Алексей Николаевич Толстой принадлежал к тем людям, которые в любом обществе становятся центром внимания. Большой, барственный, громогласный, он часто на ходу придумывал и рассказывал истории, не заботясь об их правдоподобии и убедительности — все равно его слушали загипнотизированно. Квартира Толстого начиная с входной двери казалась музеем, так была наполнена уникальными вещами из дворцов и бывших богатых домов — эти вещи распирали тогда ленинградские комиссионные магазины, даже на рынке продавались, и недорого. Алексей Николаевич не бедствовал, любил и понимал вкус жизни на широкую ногу. За большим столом всегда сидело много интересного народа, а меню выдавало в хозяине профессионального гурмана. Впрочем, гурманство Толстого проявлялось не только в отношении к еде, а вообще к жизни. Мы с Берсеневым бывали у него в Детском селе, и долгое время его дом олицетворялся для меня обеденным сервизом восемнадцатого века, сиявшим какой-то особенной белизной, и на каждом предмете — шашечки и олени.

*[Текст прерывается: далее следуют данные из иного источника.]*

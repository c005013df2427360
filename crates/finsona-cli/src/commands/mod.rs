//! CLI command implementations
//!
//! Commands are organized by domain:
//! - `predict` - Single-profile classification (flags or JSON input)
//! - `batch` - CSV batch scoring
//! - `domains` - Fitted vocabulary listing
//! - `check` - Artifact load and self-check

pub mod batch;
pub mod check;
pub mod domains;
pub mod predict;

use std::path::Path;

use anyhow::{Context, Result};
use finsona_core::Analyzer;

// Re-export command functions for main.rs
pub use batch::*;
pub use check::*;
pub use domains::*;
pub use predict::*;

/// Load an analyzer from `--model-dir`, or the bundled artifacts without it.
pub fn load_analyzer(model_dir: Option<&Path>) -> Result<Analyzer> {
    match model_dir {
        Some(dir) => Analyzer::from_dir(dir)
            .with_context(|| format!("Failed to load model artifacts from {}", dir.display())),
        None => Analyzer::bundled().context("Failed to load bundled model artifacts"),
    }
}
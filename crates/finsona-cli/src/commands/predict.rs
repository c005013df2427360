//! Single-profile prediction command

use std::path::Path;

use anyhow::{bail, Context, Result};
use finsona_core::{PredictionResult, Profile};
use serde_json::json;

use crate::cli::ProfileFlags;

use super::load_analyzer;

/// Build a profile from the CLI flags.
///
/// Requiredness is enforced by clap, but the flags arrive as options, so
/// missing values are still reported cleanly instead of panicking.
pub fn profile_from_flags(flags: &ProfileFlags) -> Result<Profile> {
    let Some(monthly_income) = flags.income else {
        bail!("--income is required without --input");
    };
    let Some(age) = flags.age else {
        bail!("--age is required without --input");
    };
    let Some(occupation) = flags.occupation.clone() else {
        bail!("--occupation is required without --input");
    };
    let Some(city_tier) = flags.city_tier.clone() else {
        bail!("--city-tier is required without --input");
    };
    Ok(Profile {
        monthly_income,
        age,
        occupation,
        city_tier,
        loan_repayment: flags.loan,
        fixed_expenses: flags.fixed,
        investments: flags.investments,
        savings: flags.savings,
        outing_frequency: flags.outings,
        hobbies: flags.hobby.clone(),
    })
}

fn read_profile_file(path: &Path) -> Result<Profile> {
    let text = std::fs::read_to_string(path)
        .with_context(|| format!("Failed to read profile file {}", path.display()))?;
    serde_json::from_str(&text)
        .with_context(|| format!("{} is not a valid profile JSON", path.display()))
}

pub fn cmd_predict(
    model_dir: Option<&Path>,
    input: Option<&Path>,
    flags: &ProfileFlags,
    json: bool,
) -> Result<()> {
    let profile = match input {
        Some(path) => read_profile_file(path)?,
        None => profile_from_flags(flags)?,
    };

    let analyzer = load_analyzer(model_dir)?;
    let result = analyzer.analyze(&profile)?;

    if json {
        print_json(&profile, &result)?;
    } else {
        print_summary(&profile, &result);
    }
    Ok(())
}

fn print_json(profile: &Profile, result: &PredictionResult) -> Result<()> {
    let doc = json!({
        "label": result.label,
        "confidence": result.confidence(),
        "scores": result.scores,
        "indicators": profile.indicators(),
    });
    println!("{}", serde_json::to_string_pretty(&doc)?);
    Ok(())
}

fn print_summary(profile: &Profile, result: &PredictionResult) {
    let indicators = profile.indicators();

    println!();
    println!("╭─────────────────────────────────────────╮");
    println!("│          💰 Finsona Prediction          │");
    println!("╰─────────────────────────────────────────╯");
    println!();
    println!(
        "  Behavior: {}  ({:.1}% confidence)",
        result.label,
        result.confidence() * 100.0
    );
    println!();
    println!("  Class probabilities:");
    for score in result.ranked() {
        println!(
            "    {:<8} {:>5.1}%  {}",
            score.label,
            score.probability * 100.0,
            bar(score.probability)
        );
    }
    println!();
    println!("  Financial ratios (of income):");
    println!("    Savings:        {:>5.1}%", indicators.savings_ratio * 100.0);
    println!(
        "    Investments:    {:>5.1}%",
        indicators.investment_ratio * 100.0
    );
    println!(
        "    Fixed expenses: {:>5.1}%",
        indicators.fixed_expense_ratio * 100.0
    );
    println!();
}

/// 20-slot probability bar for the summary view.
fn bar(probability: f64) -> String {
    let filled = (probability.clamp(0.0, 1.0) * 20.0).round() as usize;
    format!("{}{}", "█".repeat(filled), "░".repeat(20 - filled))
}
//! Finsona CLI - financial behavior classifier
//!
//! Usage:
//!   finsona predict --income 50000 --age 30 --occupation Salaried --city-tier "Tier 1"
//!   finsona predict --input profile.json --json
//!   finsona batch --file profiles.csv
//!   finsona domains
//!   finsona check

mod cli;
mod commands;


use anyhow::Result;
use clap::Parser;
use tracing_subscriber::{fmt, prelude::*, EnvFilter};

use cli::*;

fn main() -> Result<()> {
    let cli = Cli::parse();

    // Set up logging
    // Priority: RUST_LOG env var > --verbose flag > default (info)
    let filter = if std::env::var("RUST_LOG").is_ok() {
        EnvFilter::from_default_env()
    } else if cli.verbose {
        EnvFilter::new("debug")
    } else {
        EnvFilter::new("info")
    };

    tracing_subscriber::registry()
        .with(filter)
        .with(fmt::layer().with_target(false).compact())
        .init();

    let model_dir = cli.model_dir.as_deref();
    match cli.command {
        Commands::Predict {
            input,
            profile,
            json,
        } => commands::cmd_predict(model_dir, input.as_deref(), &profile, json),
        Commands::Batch { file, json } => commands::cmd_batch(model_dir, &file, json),
        Commands::Domains { json } => commands::cmd_domains(model_dir, json),
        Commands::Check => commands::cmd_check(model_dir),
    }
}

Мне необыкновенно нравилась жена Толстого — Наталия Васильевна Крандиевская, женщина приятная, умная, одаренная. (Много лет спустя вышла тоненькая книжечка ее хороших стихов, в которых звучала живая любовь к нему — разлюбившему, бросившему ее, уже умершему.) В то время Толстой был очень привязан к ней, а она своей мягкостью сглаживала и даже облагораживала его: при обаянии, воспитании и породистости, наряду с веселым озорством вспыхивало в нем вдруг совсем не «графское» хамство. Кстати, свое происхождение он любил обыгрывать, иногда и кокетничал им. Помню, как из школы пришли его сыновья, расстроенные и обиженные {219} тем, что ребята дразнят их «графчиками». Лицо Алексея Николаевича изобразило задумчивую покорность судьбе.
— Дети, — задушевно сказал он, выдержав паузу. — Я должен вас огорчить — вы действительно графчики. — И разразился громовым, утробным своим смехом.
Толстого увлекал МХАТ 2‑й, ему нравился спектакль по его роману «Петр I». Приезжая в Москву, он сразу звонил и намечал время «налета» к нам. Я интересовалась, не охладел ли он к квашеной капусте.
— О нет! Ни к капусте, ни к одной артисточке — все на месте, — раздавался в трубке довольный бас.
Я кидалась по хозяйству — стол должен быть роскошный, а Иван Николаевич соображал, какое вино сейчас в чести — вкус на напитки у Толстого менялся. В какой-то период он совсем не пил водки, пристрастился к красному вину, которое прихлебывал из красивого (обязательно!) бокала, сидя после обеда в углу столовой и читая или рассказывая что-нибудь интересное.
Однажды после спектакля он шумно ввалился ко мне в уборную. Рядом я увидела красивую молодую женщину.
— Знакомьтесь — жена моя, — небрежно, через плечо кинул он и продолжал говорить что-то свое.
Я онемела и с трудом протянула ей руку. Нет, ничего против нее лично я не имела, она-то тут при чем — это ее любовь, ее жизнь, ее дело. Но в Москве никто не знал о разрыве Алексея Николаевича с семьей, с Наталией Васильевной мы дружили, совсем недавно перед этим виделись. И вдруг так, без предупреждения, без объяснения — мне это показалось бестактным. (Ему часто не хватало душевной тонкости, что при Наталии Васильевне было не так заметно.) Мы тогда несколько отошли друг от друга, а когда вскоре закрыли наш театр, Толстой совсем исчез. Думаю, он понимал несправедливость содеянного, наверное, даже сочувствовал нам. Но самой природой этот человек был приспособлен для радости — опальные, несчастливые вызывали в нем внутреннее отталкивание. Через несколько лет у нас все изменилось, но наступила война, затем его болезнь, смерть. Так вот и уходят друзья из жизни. Ну, я забежала далеко вперед.